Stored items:
◇ ◇ ◇
//! Four-component versions and the rollover counter.
//!
//! The counter is a pure value-type transition: [`step`] maps a version to
//! its successor under a set of [`Thresholds`]. [`VersionCounter`] owns the
//! authoritative copy and is the only thing that ever advances it.

use std::fmt;
use std::str::FromStr;

use serde::{Deserialize, Serialize};

use crate::error::ConfigError;

/// `major.minor.patch.build`. Ordering is lexicographic over the fields.
#[derive(
    Debug, Clone, Copy, PartialEq, Eq, PartialOrd, Ord, Hash, Default, Serialize, Deserialize,
)]
#[serde(try_from = "String", into = "String")]
pub struct Version {
    pub major: u64,
    pub minor: u64,
    pub patch: u64,
    pub build: u64,
}

impl Version {
    pub const fn new(major: u64, minor: u64, patch: u64, build: u64) -> Self {
        Self {
            major,
            minor,
            patch,
            build,
        }
    }
}

impl fmt::Display for Version {
    fn fmt(&self, f: &mut fmt::Formatter<'_>) -> fmt::Result {
        write!(
            f,
            "{}.{}.{}.{}",
            self.major, self.minor, self.patch, self.build
        )
    }
}

/// Strict parse: exactly four numeric components.
impl FromStr for Version {
    type Err = ConfigError;

    fn from_str(s: &str) -> Result<Self, Self::Err> {
        let invalid = || ConfigError::InvalidVersion {
            value: s.to_string(),
        };
        let parts: Vec<&str> = s.trim().split('.').collect();
        if parts.len() != 4 {
            return Err(invalid());
        }
        let mut nums = [0u64; 4];
        for (slot, part) in nums.iter_mut().zip(&parts) {
            *slot = part.parse().map_err(|_| invalid())?;
        }
        Ok(Self::new(nums[0], nums[1], nums[2], nums[3]))
    }
}

impl TryFrom<String> for Version {
    type Error = ConfigError;

    fn try_from(value: String) -> Result<Self, Self::Error> {
        value.parse()
    }
}

impl From<Version> for String {
    fn from(v: Version) -> Self {
        v.to_string()
    }
}

/// Which component an increment rolled up to. Reporting only.
#[derive(Debug, Clone, Copy, PartialEq, Eq, PartialOrd, Ord, Serialize, Deserialize)]
#[serde(rename_all = "lowercase")]
pub enum Bump {
    Build,
    Patch,
    Minor,
    Major,
}

impl fmt::Display for Bump {
    fn fmt(&self, f: &mut fmt::Formatter<'_>) -> fmt::Result {
        match self {
            Bump::Build => write!(f, "build"),
            Bump::Patch => write!(f, "patch"),
            Bump::Minor => write!(f, "minor"),
            Bump::Major => write!(f, "major"),
        }
    }
}

/// Rollover thresholds. `alpha` builds make a patch, `beta` patches make a
/// minor, `major` minors make a major.
#[derive(Debug, Clone, Copy, PartialEq, Eq, Serialize, Deserialize)]
pub struct Thresholds {
    #[serde(default = "default_alpha")]
    pub alpha: u64,
    #[serde(default = "default_beta")]
    pub beta: u64,
    #[serde(default = "default_major")]
    pub major: u64,
}

fn default_alpha() -> u64 {
    250
}

fn default_beta() -> u64 {
    4
}

fn default_major() -> u64 {
    3
}

impl Default for Thresholds {
    fn default() -> Self {
        Self {
            alpha: default_alpha(),
            beta: default_beta(),
            major: default_major(),
        }
    }
}

impl fmt::Display for Thresholds {
    fn fmt(&self, f: &mut fmt::Formatter<'_>) -> fmt::Result {
        write!(
            f,
            "alpha={} beta={} major={}",
            self.alpha, self.beta, self.major
        )
    }
}

impl Thresholds {
    pub const fn new(alpha: u64, beta: u64, major: u64) -> Self {
        Self { alpha, beta, major }
    }

    /// Reject thresholds of 0 or 1.
    pub fn validate(&self) -> Result<(), ConfigError> {
        for (name, value) in [
            ("alpha", self.alpha),
            ("beta", self.beta),
            ("major", self.major),
        ] {
            if value < 2 {
                return Err(ConfigError::InvalidThreshold { name, value });
            }
        }
        Ok(())
    }

    /// Check that `version` is a state reachable under these thresholds.
    pub fn check(&self, version: &Version) -> Result<(), ConfigError> {
        if version.build >= self.alpha || version.patch >= self.beta || version.minor >= self.major
        {
            return Err(ConfigError::VersionOutOfRange {
                version: *version,
                thresholds: *self,
            });
        }
        Ok(())
    }
}

/// The successor of `version`, with the highest component that changed.
pub fn step(version: Version, thresholds: &Thresholds) -> (Version, Bump) {
    let mut next = version;
    let mut bump = Bump::Build;

    next.build += 1;
    if next.build >= thresholds.alpha {
        next.build = 0;
        next.patch += 1;
        bump = Bump::Patch;
        if next.patch >= thresholds.beta {
            next.patch = 0;
            next.minor += 1;
            bump = Bump::Minor;
            if next.minor >= thresholds.major {
                next.minor = 0;
                next.major += 1;
                bump = Bump::Major;
            }
        }
    }
    (next, bump)
}

/// Owner of the current version. Assumes validated thresholds.
#[derive(Debug, Clone, PartialEq, Eq)]
pub struct VersionCounter {
    current: Version,
    thresholds: Thresholds,
}

impl VersionCounter {
    pub fn new(current: Version, thresholds: Thresholds) -> Self {
        Self {
            current,
            thresholds,
        }
    }

    pub fn current(&self) -> Version {
        self.current
    }

    pub fn thresholds(&self) -> Thresholds {
        self.thresholds
    }

    /// What the next [`increment`](Self::increment) will produce, without
    /// advancing.
    pub fn peek_next(&self) -> (Version, Bump) {
        step(self.current, &self.thresholds)
    }

    pub fn increment(&mut self) -> (Version, Bump) {
        let (next, bump) = self.peek_next();
        self.current = next;
        (next, bump)
    }
}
◇ ◇ ◇
Action item: State how many lines of the records above contain the word "const", and give only that number.

Answer space: 2